■ **PROBLEM TO WORK ON**: The data must be returned exactly. No line may be left out.

+ + + + +

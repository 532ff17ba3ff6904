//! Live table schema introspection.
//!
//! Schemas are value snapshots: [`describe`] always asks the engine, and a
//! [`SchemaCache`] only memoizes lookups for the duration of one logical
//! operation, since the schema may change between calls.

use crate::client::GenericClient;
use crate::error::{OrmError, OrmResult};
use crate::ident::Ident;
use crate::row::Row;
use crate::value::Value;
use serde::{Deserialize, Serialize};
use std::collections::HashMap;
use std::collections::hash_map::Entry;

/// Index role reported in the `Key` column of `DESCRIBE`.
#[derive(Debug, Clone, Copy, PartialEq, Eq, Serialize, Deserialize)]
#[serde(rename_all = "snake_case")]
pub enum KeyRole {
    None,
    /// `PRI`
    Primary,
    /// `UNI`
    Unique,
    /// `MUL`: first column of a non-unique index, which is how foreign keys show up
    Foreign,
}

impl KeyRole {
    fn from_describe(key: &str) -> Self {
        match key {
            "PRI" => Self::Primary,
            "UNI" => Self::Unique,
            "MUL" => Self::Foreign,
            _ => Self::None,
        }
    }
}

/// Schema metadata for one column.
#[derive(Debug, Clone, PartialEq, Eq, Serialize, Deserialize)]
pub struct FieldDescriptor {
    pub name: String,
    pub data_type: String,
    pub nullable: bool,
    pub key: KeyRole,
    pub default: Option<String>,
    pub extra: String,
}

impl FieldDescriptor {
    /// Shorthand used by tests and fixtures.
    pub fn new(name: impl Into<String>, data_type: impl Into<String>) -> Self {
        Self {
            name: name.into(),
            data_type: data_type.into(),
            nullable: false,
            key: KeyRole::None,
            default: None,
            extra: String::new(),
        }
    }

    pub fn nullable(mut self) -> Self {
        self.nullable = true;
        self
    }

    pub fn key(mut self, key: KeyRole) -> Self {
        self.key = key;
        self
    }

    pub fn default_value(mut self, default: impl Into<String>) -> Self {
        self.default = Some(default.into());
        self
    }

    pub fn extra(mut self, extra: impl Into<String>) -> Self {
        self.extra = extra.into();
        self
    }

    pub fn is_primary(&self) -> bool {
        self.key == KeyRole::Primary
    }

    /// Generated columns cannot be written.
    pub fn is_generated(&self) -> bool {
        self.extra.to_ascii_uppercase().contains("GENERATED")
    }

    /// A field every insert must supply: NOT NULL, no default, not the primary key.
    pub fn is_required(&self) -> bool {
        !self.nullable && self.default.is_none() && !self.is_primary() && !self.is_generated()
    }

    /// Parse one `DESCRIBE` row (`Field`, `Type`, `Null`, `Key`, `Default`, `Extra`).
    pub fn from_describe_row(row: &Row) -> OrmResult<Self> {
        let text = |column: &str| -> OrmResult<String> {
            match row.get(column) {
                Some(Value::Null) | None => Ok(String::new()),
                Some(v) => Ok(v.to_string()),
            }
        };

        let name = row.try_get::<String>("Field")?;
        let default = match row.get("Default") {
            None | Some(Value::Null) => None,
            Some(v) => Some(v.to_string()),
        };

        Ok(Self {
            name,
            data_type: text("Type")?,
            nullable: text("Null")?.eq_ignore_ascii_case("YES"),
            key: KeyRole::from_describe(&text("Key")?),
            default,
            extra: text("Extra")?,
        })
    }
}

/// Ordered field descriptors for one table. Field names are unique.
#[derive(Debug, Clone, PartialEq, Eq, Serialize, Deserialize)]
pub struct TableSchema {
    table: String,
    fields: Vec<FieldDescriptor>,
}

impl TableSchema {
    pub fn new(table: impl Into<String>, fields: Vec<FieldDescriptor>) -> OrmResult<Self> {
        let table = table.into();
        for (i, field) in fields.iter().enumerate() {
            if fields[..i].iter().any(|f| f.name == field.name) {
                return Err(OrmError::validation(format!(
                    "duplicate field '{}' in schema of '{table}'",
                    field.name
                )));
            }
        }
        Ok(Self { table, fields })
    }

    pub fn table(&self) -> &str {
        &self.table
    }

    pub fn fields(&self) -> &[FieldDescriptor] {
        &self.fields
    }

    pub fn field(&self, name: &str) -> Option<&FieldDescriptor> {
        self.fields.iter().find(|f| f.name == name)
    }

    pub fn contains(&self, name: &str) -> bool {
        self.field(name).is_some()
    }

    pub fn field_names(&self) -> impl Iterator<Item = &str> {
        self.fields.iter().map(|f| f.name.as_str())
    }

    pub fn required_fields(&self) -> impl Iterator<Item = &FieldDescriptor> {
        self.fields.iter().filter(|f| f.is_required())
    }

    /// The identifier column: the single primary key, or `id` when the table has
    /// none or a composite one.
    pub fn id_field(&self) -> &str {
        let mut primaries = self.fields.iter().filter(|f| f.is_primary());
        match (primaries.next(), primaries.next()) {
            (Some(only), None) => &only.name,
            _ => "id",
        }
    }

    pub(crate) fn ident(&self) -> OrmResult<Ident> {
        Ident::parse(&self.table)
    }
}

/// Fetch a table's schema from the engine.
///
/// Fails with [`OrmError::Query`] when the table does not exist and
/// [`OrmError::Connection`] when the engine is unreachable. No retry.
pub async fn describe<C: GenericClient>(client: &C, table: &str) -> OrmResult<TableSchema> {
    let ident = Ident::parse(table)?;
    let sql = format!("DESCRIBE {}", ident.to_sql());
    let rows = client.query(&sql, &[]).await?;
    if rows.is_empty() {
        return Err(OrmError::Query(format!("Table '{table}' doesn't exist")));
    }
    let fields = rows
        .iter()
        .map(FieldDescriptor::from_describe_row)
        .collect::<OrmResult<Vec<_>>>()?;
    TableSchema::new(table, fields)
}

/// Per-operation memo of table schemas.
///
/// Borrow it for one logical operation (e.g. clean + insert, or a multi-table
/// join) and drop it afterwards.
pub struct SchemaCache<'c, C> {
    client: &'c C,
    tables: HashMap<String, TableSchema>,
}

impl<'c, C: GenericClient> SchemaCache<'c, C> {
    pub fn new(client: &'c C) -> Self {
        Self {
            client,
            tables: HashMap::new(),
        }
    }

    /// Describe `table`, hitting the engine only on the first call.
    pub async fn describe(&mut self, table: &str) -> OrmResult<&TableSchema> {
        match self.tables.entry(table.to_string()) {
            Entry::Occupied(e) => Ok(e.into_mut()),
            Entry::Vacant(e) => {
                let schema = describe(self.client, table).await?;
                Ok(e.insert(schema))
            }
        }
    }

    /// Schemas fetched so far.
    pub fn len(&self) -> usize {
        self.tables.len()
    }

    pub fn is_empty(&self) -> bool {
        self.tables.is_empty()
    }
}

+ + + + +

■ **WRITTEN REPLY**:
repository 532ff17ba3ff6904
//! Live table schema introspection.
//!
//! Schemas are value snapshots: [`describe`] always asks the engine, and a
//! [`SchemaCache`] only memoizes lookups for the duration of one logical
//! operation, since the schema may change between calls.

use crate::client::GenericClient;
use crate::error::{OrmError, OrmResult};
use crate::ident::Ident;
use crate::row::Row;
use crate::value::Value;
use serde::{Deserialize, Serialize};
use std::collections::HashMap;
use std::collections::hash_map::Entry;

/// Index role reported in the `Key` column of `DESCRIBE`.
#[derive(Debug, Clone, Copy, PartialEq, Eq, Serialize, Deserialize)]
#[serde(rename_all = "snake_case")]
pub enum KeyRole {
    None,
    /// `PRI`
    Primary,
    /// `UNI`
    Unique,
    /// `MUL`: first column of a non-unique index, which is how foreign keys show up
    Foreign,
}

impl KeyRole {
    fn from_describe(key: &str) -> Self {
        match key {
            "PRI" => Self::Primary,
            "UNI" => Self::Unique,
            "MUL" => Self::Foreign,
            _ => Self::None,
        }
    }
}

/// Schema metadata for one column.
#[derive(Debug, Clone, PartialEq, Eq, Serialize, Deserialize)]
pub struct FieldDescriptor {
    pub name: String,
    pub data_type: String,
    pub nullable: bool,
    pub key: KeyRole,
    pub default: Option<String>,
    pub extra: String,
}

impl FieldDescriptor {
    /// Shorthand used by tests and fixtures.
    pub fn new(name: impl Into<String>, data_type: impl Into<String>) -> Self {
        Self {
            name: name.into(),
            data_type: data_type.into(),
            nullable: false,
            key: KeyRole::None,
            default: None,
            extra: String::new(),
        }
    }

    pub fn nullable(mut self) -> Self {
        self.nullable = true;
        self
    }

    pub fn key(mut self, key: KeyRole) -> Self {
        self.key = key;
        self
    }

    pub fn default_value(mut self, default: impl Into<String>) -> Self {
        self.default = Some(default.into());
        self
    }

    pub fn extra(mut self, extra: impl Into<String>) -> Self {
        self.extra = extra.into();
        self
    }

    pub fn is_primary(&self) -> bool {
        self.key == KeyRole::Primary
    }

    /// Generated columns cannot be written.
    pub fn is_generated(&self) -> bool {
        self.extra.to_ascii_uppercase().contains("GENERATED")
    }

    /// A field every insert must supply: NOT NULL, no default, not the primary key.
    pub fn is_required(&self) -> bool {
        !self.nullable && self.default.is_none() && !self.is_primary() && !self.is_generated()
    }

    /// Parse one `DESCRIBE` row (`Field`, `Type`, `Null`, `Key`, `Default`, `Extra`).
    pub fn from_describe_row(row: &Row) -> OrmResult<Self> {
        let text = |column: &str| -> OrmResult<String> {
            match row.get(column) {
                Some(Value::Null) | None => Ok(String::new()),
                Some(v) => Ok(v.to_string()),
            }
        };

        let name = row.try_get::<String>("Field")?;
        let default = match row.get("Default") {
            None | Some(Value::Null) => None,
            Some(v) => Some(v.to_string()),
        };

        Ok(Self {
            name,
            data_type: text("Type")?,
            nullable: text("Null")?.eq_ignore_ascii_case("YES"),
            key: KeyRole::from_describe(&text("Key")?),
            default,
            extra: text("Extra")?,
        })
    }
}

/// Ordered field descriptors for one table. Field names are unique.
#[derive(Debug, Clone, PartialEq, Eq, Serialize, Deserialize)]
pub struct TableSchema {
    table: String,
    fields: Vec<FieldDescriptor>,
}

impl TableSchema {
    pub fn new(table: impl Into<String>, fields: Vec<FieldDescriptor>) -> OrmResult<Self> {
        let table = table.into();
        for (i, field) in fields.iter().enumerate() {
            if fields[..i].iter().any(|f| f.name == field.name) {
                return Err(OrmError::validation(format!(
                    "duplicate field '{}' in schema of '{table}'",
                    field.name
                )));
            }
        }
        Ok(Self { table, fields })
    }

    pub fn table(&self) -> &str {
        &self.table
    }

    pub fn fields(&self) -> &[FieldDescriptor] {
        &self.fields
    }

    pub fn field(&self, name: &str) -> Option<&FieldDescriptor> {
        self.fields.iter().find(|f| f.name == name)
    }

    pub fn contains(&self, name: &str) -> bool {
        self.field(name).is_some()
    }

    pub fn field_names(&self) -> impl Iterator<Item = &str> {
        self.fields.iter().map(|f| f.name.as_str())
    }

    pub fn required_fields(&self) -> impl Iterator<Item = &FieldDescriptor> {
        self.fields.iter().filter(|f| f.is_required())
    }

    /// The identifier column: the single primary key, or `id` when the table has
    /// none or a composite one.
    pub fn id_field(&self) -> &str {
        let mut primaries = self.fields.iter().filter(|f| f.is_primary());
        match (primaries.next(), primaries.next()) {
            (Some(only), None) => &only.name,
            _ => "id",
        }
    }

    pub(crate) fn ident(&self) -> OrmResult<Ident> {
        Ident::parse(&self.table)
    }
}

/// Fetch a table's schema from the engine.
///
/// Fails with [`OrmError::Query`] when the table does not exist and
/// [`OrmError::Connection`] when the engine is unreachable. No retry.
pub async fn describe<C: GenericClient>(client: &C, table: &str) -> OrmResult<TableSchema> {
    let ident = Ident::parse(table)?;
    let sql = format!("DESCRIBE {}", ident.to_sql());
    let rows = client.query(&sql, &[]).await?;
    if rows.is_empty() {
        return Err(OrmError::Query(format!("Table '{table}' doesn't exist")));
    }
    let fields = rows
        .iter()
        .map(FieldDescriptor::from_describe_row)
        .collect::<OrmResult<Vec<_>>>()?;
    TableSchema::new(table, fields)
}

/// Per-operation memo of table schemas.
///
/// Borrow it for one logical operation (e.g. clean + insert, or a multi-table
/// join) and drop it afterwards.
pub struct SchemaCache<'c, C> {
    client: &'c C,
    tables: HashMap<String, TableSchema>,
}

impl<'c, C: GenericClient> SchemaCache<'c, C> {
    pub fn new(client: &'c C) -> Self {
        Self {
            client,
            tables: HashMap::new(),
        }
    }

    /// Describe `table`, hitting the engine only on the first call.
    pub async fn describe(&mut self, table: &str) -> OrmResult<&TableSchema> {
        match self.tables.entry(table.to_string()) {
            Entry::Occupied(e) => Ok(e.into_mut()),
            Entry::Vacant(e) => {
                let schema = describe(self.client, table).await?;
                Ok(e.insert(schema))
            }
        }
    }

    /// Schemas fetched so far.
    pub fn len(&self) -> usize {
        self.tables.len()
    }

    pub fn is_empty(&self) -> bool {
        self.tables.is_empty()
    }
}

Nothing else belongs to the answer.